#### Task to carry out:
Narrow the data below down to the lines containing "same".
━━━━
use super::{ChunkSwap, MetadataError, MetadataStore, StoredObject};
use async_trait::async_trait;
use chrono::{DateTime, Utc};
use parking_lot::RwLock;
use std::collections::HashMap;

/// Process-local metadata store.
///
/// Every operation runs under one lock and hands out clones, so callers
/// always work on a consistent snapshot of a record.
#[derive(Default)]
pub struct InMemoryMetadataStore {
    records: RwLock<HashMap<String, StoredObject>>,
}

impl InMemoryMetadataStore {
    pub fn new() -> Self {
        Self::default()
    }

    pub fn len(&self) -> usize {
        self.records.read().len()
    }

    pub fn is_empty(&self) -> bool {
        self.records.read().is_empty()
    }
}

#[async_trait]
impl MetadataStore for InMemoryMetadataStore {
    async fn get(&self, id: &str) -> Result<Option<StoredObject>, MetadataError> {
        Ok(self.records.read().get(id).cloned())
    }

    async fn insert(&self, mut object: StoredObject) -> Result<Option<StoredObject>, MetadataError> {
        let mut records = self.records.write();
        let replaced = records.remove(&object.id);
        if let Some(old) = &replaced {
            object.succeed(old);
        }
        records.insert(object.id.clone(), object);
        Ok(replaced)
    }

    async fn record_access(
        &self,
        id: &str,
        at: DateTime<Utc>,
        history_limit: usize,
    ) -> Result<Option<StoredObject>, MetadataError> {
        let mut records = self.records.write();
        Ok(records.get_mut(id).map(|obj| {
            obj.apply_access(at, history_limit);
            obj.clone()
        }))
    }

    async fn update_prediction(
        &self,
        id: &str,
        temperature_score: f64,
        predicted_next_access: Option<DateTime<Utc>>,
    ) -> Result<(), MetadataError> {
        if let Some(obj) = self.records.write().get_mut(id) {
            obj.temperature_score = temperature_score;
            obj.predicted_next_access = predicted_next_access;
        }
        Ok(())
    }

    async fn swap_chunks(
        &self,
        id: &str,
        expected_generation: u64,
        swap: ChunkSwap,
    ) -> Result<bool, MetadataError> {
        let mut records = self.records.write();
        match records.get_mut(id) {
            Some(obj) if obj.generation == expected_generation => {
                obj.apply_swap(swap);
                Ok(true)
            }
            _ => Ok(false),
        }
    }

    async fn remove(&self, id: &str) -> Result<Option<StoredObject>, MetadataError> {
        Ok(self.records.write().remove(id))
    }

    async fn remove_expired(&self, id: &str, now: DateTime<Utc>) -> Result<Option<StoredObject>, MetadataError> {
        let mut records = self.records.write();
        let expired = records.get(id).map_or(false, |obj| obj.is_expired(now));
        Ok(if expired { records.remove(id) } else { None })
    }

    async fn list(&self) -> Result<Vec<StoredObject>, MetadataError> {
        let mut all: Vec<StoredObject> = self.records.read().values().cloned().collect();
        all.sort_by(|a, b| a.created.cmp(&b.created).then_with(|| a.id.cmp(&b.id)));
        Ok(all)
    }

    async fn expired(&self, now: DateTime<Utc>) -> Result<Vec<StoredObject>, MetadataError> {
        Ok(self
            .records
            .read()
            .values()
            .filter(|obj| obj.is_expired(now))
            .cloned()
            .collect())
    }

    async fn clear(&self) -> Result<(), MetadataError> {
        self.records.write().clear();
        Ok(())
    }

    async fn ping(&self) -> Result<(), MetadataError> {
        Ok(())
    }
}

#[cfg(test)]
mod tests {
    use super::*;
    use crate::layers::Layer;
    use crate::metadata::fixtures::{chunk, object};
    use chrono::Duration;

    #[tokio::test]
    async fn test_insert_get_remove() {
        let store = InMemoryMetadataStore::new();
        store.insert(object("a")).await.unwrap();
        assert_eq!(store.get("a").await.unwrap().unwrap().id, "a");
        assert!(store.get("b").await.unwrap().is_none());
        assert!(store.remove("a").await.unwrap().is_some());
        assert!(store.is_empty());
    }

    #[test]
    fn test_insert_is_upsert() {
        let store = InMemoryMetadataStore::new();
        let mut second = object("a");
        second.key = "other-key".to_string();
        assert!(tokio_test::block_on(store.insert(object("a"))).unwrap().is_none());
        let replaced = tokio_test::block_on(store.insert(second)).unwrap().unwrap();
        assert_eq!(replaced.key, object("a").key);
        assert_eq!(store.len(), 1);
        let stored = tokio_test::block_on(store.get("a")).unwrap().unwrap();
        assert_eq!(stored.key, "other-key");
    }

    #[tokio::test]
    async fn test_replacement_defeats_stale_swap() {
        let store = InMemoryMetadataStore::new();
        store.insert(object("a")).await.unwrap();
        let planned_against = store.get("a").await.unwrap().unwrap().generation;

        // Rewritten with a fresh generation-0 record while a swap is pending
        store.insert(object("a")).await.unwrap();
        assert_eq!(store.get("a").await.unwrap().unwrap().generation, planned_against + 1);

        let swap = ChunkSwap {
            layer: Layer::Cold,
            chunks: vec![chunk(0, "promo")],
            temporal_provider: Some("promo".to_string()),
            promo_window: None,
        };
        assert!(!store.swap_chunks("a", planned_against, swap).await.unwrap());
        assert_eq!(store.get("a").await.unwrap().unwrap().chunks[0].provider, "warm");
    }

    #[tokio::test]
    async fn test_remove_expired_spares_rewritten_record() {
        let store = InMemoryMetadataStore::new();
        let now = Utc::now();
        let mut old = object("a");
        old.expires_at = Some(now - Duration::seconds(1));
        store.insert(old).await.unwrap();
        assert_eq!(store.expired(now).await.unwrap().len(), 1);

        // Stored again without a TTL between the scan and the removal
        store.insert(object("a")).await.unwrap();
        assert!(store.remove_expired("a", now).await.unwrap().is_none());
        assert!(store.get("a").await.unwrap().is_some());

        let mut again = object("a");
        again.expires_at = Some(now - Duration::seconds(1));
        store.insert(again).await.unwrap();
        assert!(store.remove_expired("a", now).await.unwrap().is_some());
        assert!(store.is_empty());
    }

    #[tokio::test]
    async fn test_record_access() {
        let store = InMemoryMetadataStore::new();
        store.insert(object("a")).await.unwrap();
        let now = Utc::now();
        let updated = store.record_access("a", now, 10).await.unwrap().unwrap();
        assert_eq!(updated.access_count, 1);
        assert_eq!(updated.access_pattern, vec![now]);
        assert!(store.record_access("missing", now, 10).await.unwrap().is_none());
    }

    #[tokio::test]
    async fn test_swap_is_compare_and_set() {
        let store = InMemoryMetadataStore::new();
        store.insert(object("a")).await.unwrap();
        let swap = ChunkSwap {
            layer: Layer::Cold,
            chunks: vec![chunk(0, "promo"), chunk(1, "promo")],
            temporal_provider: Some("promo".to_string()),
            promo_window: None,
        };

        assert!(store.swap_chunks("a", 0, swap.clone()).await.unwrap());
        // Stale generation loses
        assert!(!store.swap_chunks("a", 0, swap.clone()).await.unwrap());
        assert!(!store.swap_chunks("missing", 0, swap).await.unwrap());

        let obj = store.get("a").await.unwrap().unwrap();
        assert_eq!(obj.generation, 1);
        assert_eq!(obj.chunks.len(), 2);
        assert!(obj.chunks.iter().all(|c| c.provider == "promo"));
    }

    #[tokio::test]
    async fn test_expired_scan() {
        let store = InMemoryMetadataStore::new();
        let now = Utc::now();
        let mut old = object("old");
        old.expires_at = Some(now - Duration::seconds(1));
        let mut fresh = object("fresh");
        fresh.expires_at = Some(now + Duration::hours(1));
        store.insert(old).await.unwrap();
        store.insert(fresh).await.unwrap();
        store.insert(object("forever")).await.unwrap();

        let expired = store.expired(now).await.unwrap();
        assert_eq!(expired.len(), 1);
        assert_eq!(expired[0].id, "old");
        assert_eq!(store.list().await.unwrap().len(), 3);
    }
}
//! Content addressing and compression.
//!
//! Object ids are the SHA-256 of the original payload, so two callers storing
//! the same bytes under different keys converge on one record. Chunk checksums
//! use the same digest over the encrypted chunk bytes.

use sha2::{Digest, Sha256};
use thiserror::Error;

/// Errors from the compression stage.
#[derive(Debug, Error)]
pub enum CodecError {
    #[error("Compression failed: {0}")]
    Compress(String),

    #[error("Decompression failed: {0}")]
    Decompress(String),
}

/// Compute SHA-256 and return lowercase hex string.
pub fn sha256_hex(data: &[u8]) -> String {
    let mut hasher = Sha256::new();
    hasher.update(data);
    hex::encode(hasher.finalize())
}

/// Content-derived object id for an original payload.
pub fn content_id(payload: &[u8]) -> String {
    sha256_hex(payload)
}

/// Checksum recorded for a stored chunk.
pub fn chunk_checksum(chunk: &[u8]) -> String {
    sha256_hex(chunk)
}

/// Whether `chunk` still matches the checksum recorded at write time.
pub fn verify_checksum(chunk: &[u8], expected: &str) -> bool {
    chunk_checksum(chunk) == expected
}

/// Short prefix form useful for logging.
pub fn short_id(id: &str) -> &str {
    id.get(0..12).unwrap_or(id)
}

/// Compress a payload with zstd at the given level.
pub fn compress(payload: &[u8], level: i32) -> Result<Vec<u8>, CodecError> {
    zstd::stream::encode_all(payload, level).map_err(|e| CodecError::Compress(e.to_string()))
}

/// Reverse [`compress`].
pub fn decompress(data: &[u8]) -> Result<Vec<u8>, CodecError> {
    zstd::stream::decode_all(data).map_err(|e| CodecError::Decompress(e.to_string()))
}

/// Compressed size over original size; 1.0 for empty payloads.
pub fn compression_ratio(original: usize, compressed: usize) -> f64 {
    if original == 0 {
        1.0
    } else {
        compressed as f64 / original as f64
    }
}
━━━━
#### Answer to this task:
//! the same bytes under different keys converge on one record. Chunk checksums
//! use the same digest over the encrypted chunk bytes.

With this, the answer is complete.